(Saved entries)

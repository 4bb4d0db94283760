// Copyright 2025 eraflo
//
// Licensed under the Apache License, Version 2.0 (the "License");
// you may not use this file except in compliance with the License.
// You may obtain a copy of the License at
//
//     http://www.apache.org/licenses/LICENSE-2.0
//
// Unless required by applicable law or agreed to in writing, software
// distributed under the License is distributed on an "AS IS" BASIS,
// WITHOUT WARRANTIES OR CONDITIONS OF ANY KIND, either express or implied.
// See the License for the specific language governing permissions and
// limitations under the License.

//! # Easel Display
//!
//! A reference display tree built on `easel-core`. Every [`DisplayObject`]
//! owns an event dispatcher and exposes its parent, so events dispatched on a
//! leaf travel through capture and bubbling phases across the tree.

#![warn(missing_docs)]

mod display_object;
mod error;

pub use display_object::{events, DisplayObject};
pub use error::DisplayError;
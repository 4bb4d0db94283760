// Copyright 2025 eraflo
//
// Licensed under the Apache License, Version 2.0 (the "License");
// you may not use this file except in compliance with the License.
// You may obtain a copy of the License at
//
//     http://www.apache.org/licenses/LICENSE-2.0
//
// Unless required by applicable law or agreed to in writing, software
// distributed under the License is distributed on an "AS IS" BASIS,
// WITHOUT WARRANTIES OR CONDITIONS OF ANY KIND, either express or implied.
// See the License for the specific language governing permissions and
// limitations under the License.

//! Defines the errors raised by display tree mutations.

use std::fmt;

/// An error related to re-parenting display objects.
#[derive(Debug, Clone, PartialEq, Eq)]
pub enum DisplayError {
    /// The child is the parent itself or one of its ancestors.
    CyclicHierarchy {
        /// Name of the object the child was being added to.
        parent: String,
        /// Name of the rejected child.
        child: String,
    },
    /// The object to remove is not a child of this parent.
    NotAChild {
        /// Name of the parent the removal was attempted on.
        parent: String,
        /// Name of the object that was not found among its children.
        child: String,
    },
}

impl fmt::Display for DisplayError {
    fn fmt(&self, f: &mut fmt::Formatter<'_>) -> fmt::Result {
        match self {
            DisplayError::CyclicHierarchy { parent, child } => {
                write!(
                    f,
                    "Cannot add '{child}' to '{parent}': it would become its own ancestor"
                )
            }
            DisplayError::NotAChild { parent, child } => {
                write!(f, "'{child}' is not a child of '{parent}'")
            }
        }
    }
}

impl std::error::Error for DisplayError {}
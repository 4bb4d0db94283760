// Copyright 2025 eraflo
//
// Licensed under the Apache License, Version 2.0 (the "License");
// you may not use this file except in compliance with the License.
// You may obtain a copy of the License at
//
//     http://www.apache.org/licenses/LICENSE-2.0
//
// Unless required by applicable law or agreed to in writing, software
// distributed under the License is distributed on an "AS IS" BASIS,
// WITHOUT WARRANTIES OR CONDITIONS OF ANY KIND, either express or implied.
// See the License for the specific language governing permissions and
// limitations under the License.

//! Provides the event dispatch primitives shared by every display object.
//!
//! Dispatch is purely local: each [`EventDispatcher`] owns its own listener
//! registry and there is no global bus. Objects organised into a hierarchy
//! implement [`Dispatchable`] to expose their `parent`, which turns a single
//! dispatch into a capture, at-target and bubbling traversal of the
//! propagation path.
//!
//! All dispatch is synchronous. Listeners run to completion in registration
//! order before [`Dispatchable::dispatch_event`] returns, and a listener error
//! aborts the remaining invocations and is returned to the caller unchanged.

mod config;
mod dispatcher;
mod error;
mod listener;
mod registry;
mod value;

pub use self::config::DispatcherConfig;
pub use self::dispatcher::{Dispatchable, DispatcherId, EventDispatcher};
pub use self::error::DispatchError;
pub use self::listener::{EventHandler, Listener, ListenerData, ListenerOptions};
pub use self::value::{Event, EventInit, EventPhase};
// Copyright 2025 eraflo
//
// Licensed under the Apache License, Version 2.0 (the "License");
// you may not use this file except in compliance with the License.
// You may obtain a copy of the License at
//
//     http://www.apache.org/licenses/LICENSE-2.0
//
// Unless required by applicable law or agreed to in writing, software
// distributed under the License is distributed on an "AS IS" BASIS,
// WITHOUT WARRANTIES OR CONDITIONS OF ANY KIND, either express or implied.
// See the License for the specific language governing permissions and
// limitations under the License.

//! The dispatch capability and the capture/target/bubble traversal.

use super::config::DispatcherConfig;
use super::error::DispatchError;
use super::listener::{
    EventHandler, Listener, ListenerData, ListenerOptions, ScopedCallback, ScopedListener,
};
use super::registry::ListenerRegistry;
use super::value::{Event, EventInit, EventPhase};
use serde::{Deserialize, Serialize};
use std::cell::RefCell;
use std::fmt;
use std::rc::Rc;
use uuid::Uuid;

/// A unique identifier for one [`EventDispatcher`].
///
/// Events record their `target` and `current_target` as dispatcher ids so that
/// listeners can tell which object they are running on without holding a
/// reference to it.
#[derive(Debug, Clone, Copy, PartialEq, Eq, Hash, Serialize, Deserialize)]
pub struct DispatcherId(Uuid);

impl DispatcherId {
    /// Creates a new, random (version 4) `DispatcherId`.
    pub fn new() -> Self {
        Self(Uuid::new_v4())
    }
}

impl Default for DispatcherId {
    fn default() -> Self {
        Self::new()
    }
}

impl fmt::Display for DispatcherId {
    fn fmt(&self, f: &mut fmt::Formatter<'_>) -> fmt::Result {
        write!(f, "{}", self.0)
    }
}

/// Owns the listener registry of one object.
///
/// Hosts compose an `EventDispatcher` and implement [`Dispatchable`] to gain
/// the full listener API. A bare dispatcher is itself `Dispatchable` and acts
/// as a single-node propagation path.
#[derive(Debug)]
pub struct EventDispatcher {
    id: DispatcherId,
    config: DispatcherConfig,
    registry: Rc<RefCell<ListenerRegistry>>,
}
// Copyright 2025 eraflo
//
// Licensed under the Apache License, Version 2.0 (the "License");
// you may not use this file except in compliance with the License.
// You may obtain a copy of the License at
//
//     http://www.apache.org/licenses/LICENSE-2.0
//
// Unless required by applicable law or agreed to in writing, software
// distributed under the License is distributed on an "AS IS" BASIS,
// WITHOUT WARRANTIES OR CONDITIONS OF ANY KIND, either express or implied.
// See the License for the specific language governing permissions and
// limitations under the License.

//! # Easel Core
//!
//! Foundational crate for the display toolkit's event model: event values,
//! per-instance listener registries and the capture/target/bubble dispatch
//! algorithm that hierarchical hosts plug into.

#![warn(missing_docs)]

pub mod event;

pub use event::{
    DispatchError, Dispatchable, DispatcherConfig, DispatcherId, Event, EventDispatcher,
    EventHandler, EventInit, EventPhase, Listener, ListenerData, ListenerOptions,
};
---
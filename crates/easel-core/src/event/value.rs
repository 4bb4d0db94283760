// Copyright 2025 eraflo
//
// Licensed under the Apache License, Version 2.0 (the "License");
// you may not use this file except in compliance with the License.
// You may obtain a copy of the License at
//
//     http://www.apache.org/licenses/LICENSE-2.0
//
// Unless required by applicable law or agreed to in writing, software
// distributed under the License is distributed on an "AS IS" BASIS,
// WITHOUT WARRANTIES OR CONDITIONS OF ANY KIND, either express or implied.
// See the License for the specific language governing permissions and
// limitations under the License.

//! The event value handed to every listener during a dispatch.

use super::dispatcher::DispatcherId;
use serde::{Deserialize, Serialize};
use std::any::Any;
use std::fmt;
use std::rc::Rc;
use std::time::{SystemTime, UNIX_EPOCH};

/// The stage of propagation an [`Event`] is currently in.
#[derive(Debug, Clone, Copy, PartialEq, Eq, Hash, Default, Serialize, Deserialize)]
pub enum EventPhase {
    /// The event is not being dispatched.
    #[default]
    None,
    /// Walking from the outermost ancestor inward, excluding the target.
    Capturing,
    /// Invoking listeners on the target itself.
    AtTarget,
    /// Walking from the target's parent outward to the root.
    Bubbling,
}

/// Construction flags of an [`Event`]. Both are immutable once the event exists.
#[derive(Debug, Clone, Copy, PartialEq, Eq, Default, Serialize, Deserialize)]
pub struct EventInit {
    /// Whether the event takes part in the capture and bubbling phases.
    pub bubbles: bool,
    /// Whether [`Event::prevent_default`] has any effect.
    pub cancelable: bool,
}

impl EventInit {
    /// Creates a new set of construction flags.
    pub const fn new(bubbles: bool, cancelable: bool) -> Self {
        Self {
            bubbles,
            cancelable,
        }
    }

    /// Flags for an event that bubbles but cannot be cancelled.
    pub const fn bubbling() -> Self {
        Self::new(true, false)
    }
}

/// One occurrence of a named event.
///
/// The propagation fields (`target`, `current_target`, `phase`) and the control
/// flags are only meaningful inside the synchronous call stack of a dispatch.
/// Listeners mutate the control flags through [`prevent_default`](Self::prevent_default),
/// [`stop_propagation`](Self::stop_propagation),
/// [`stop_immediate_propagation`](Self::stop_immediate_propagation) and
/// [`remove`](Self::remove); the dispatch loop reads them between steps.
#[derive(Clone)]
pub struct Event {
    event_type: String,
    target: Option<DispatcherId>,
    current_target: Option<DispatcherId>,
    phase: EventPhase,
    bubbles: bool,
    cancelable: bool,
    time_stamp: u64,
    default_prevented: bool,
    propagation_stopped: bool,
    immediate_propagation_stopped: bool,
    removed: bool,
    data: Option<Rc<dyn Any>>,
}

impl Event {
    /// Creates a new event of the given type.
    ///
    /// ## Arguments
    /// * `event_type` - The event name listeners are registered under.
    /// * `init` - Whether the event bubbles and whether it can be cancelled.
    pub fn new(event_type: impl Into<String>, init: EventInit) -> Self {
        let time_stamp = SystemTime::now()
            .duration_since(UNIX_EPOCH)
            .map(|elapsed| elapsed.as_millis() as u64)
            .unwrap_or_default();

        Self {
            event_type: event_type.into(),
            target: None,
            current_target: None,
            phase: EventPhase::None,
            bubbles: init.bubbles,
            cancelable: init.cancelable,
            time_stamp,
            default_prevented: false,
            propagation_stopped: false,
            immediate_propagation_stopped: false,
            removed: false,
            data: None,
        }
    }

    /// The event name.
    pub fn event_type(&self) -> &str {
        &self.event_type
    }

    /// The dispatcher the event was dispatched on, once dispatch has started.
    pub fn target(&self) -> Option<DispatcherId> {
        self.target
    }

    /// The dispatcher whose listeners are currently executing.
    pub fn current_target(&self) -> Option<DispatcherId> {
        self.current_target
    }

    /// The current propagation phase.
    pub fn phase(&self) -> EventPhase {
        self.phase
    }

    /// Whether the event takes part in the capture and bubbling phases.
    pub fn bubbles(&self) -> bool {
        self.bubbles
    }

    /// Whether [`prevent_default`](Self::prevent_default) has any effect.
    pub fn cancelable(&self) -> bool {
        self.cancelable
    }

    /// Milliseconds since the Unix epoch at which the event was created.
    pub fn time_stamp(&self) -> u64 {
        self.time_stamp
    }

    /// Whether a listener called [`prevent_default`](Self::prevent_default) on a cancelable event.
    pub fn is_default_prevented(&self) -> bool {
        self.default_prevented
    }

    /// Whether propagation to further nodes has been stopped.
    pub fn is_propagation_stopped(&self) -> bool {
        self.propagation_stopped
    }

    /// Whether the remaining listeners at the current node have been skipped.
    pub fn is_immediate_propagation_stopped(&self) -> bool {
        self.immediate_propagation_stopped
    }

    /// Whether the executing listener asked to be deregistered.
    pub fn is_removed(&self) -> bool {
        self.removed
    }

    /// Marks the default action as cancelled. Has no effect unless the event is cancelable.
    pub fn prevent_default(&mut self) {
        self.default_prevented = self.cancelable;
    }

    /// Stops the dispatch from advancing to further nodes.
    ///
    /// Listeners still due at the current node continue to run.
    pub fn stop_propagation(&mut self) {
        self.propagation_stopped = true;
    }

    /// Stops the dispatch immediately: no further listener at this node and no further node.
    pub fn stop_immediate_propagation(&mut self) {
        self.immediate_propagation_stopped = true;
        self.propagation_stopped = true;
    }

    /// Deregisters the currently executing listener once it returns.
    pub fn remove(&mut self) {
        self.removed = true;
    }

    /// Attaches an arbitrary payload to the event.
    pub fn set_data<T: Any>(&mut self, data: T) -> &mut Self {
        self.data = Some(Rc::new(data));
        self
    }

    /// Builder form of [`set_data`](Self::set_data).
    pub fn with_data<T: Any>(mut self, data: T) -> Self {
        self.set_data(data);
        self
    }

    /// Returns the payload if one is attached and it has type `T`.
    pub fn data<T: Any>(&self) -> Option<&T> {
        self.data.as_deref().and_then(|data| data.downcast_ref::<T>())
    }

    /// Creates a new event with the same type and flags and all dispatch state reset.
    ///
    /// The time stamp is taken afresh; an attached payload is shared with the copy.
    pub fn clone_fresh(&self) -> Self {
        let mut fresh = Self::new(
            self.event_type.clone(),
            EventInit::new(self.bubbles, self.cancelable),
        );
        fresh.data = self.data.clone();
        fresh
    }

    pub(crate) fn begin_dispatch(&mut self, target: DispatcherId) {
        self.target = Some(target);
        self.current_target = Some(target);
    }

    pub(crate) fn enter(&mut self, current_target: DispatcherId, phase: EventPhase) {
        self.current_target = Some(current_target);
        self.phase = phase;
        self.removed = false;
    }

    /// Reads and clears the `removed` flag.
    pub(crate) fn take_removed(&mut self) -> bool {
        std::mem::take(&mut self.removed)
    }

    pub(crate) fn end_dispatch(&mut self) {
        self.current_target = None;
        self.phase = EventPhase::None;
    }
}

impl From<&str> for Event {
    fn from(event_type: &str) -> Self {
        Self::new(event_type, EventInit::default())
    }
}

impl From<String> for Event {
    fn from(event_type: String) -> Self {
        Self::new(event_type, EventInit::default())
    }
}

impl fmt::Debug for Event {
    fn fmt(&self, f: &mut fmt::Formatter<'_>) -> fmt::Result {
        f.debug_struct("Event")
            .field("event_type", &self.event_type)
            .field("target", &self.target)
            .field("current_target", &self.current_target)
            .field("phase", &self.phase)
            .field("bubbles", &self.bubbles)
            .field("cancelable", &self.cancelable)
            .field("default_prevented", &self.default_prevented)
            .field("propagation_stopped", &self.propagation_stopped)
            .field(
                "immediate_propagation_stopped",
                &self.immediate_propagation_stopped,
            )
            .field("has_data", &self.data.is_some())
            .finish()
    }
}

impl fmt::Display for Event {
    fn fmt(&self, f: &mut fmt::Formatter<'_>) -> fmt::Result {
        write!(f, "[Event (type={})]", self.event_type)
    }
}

▶ _Problem to solve_
The word "capture" appears in some lines above. Return every one of those lines.

▶ _Result of this exercise_
//! leaf travel through capture and bubbling phases across the tree.
//! dispatch into a capture, at-target and bubbling traversal of the
//! The dispatch capability and the capture/target/bubble traversal.
//! per-instance listener registries and the capture/target/bubble dispatch
    /// Whether the event takes part in the capture and bubbling phases.
    /// Whether the event takes part in the capture and bubbling phases.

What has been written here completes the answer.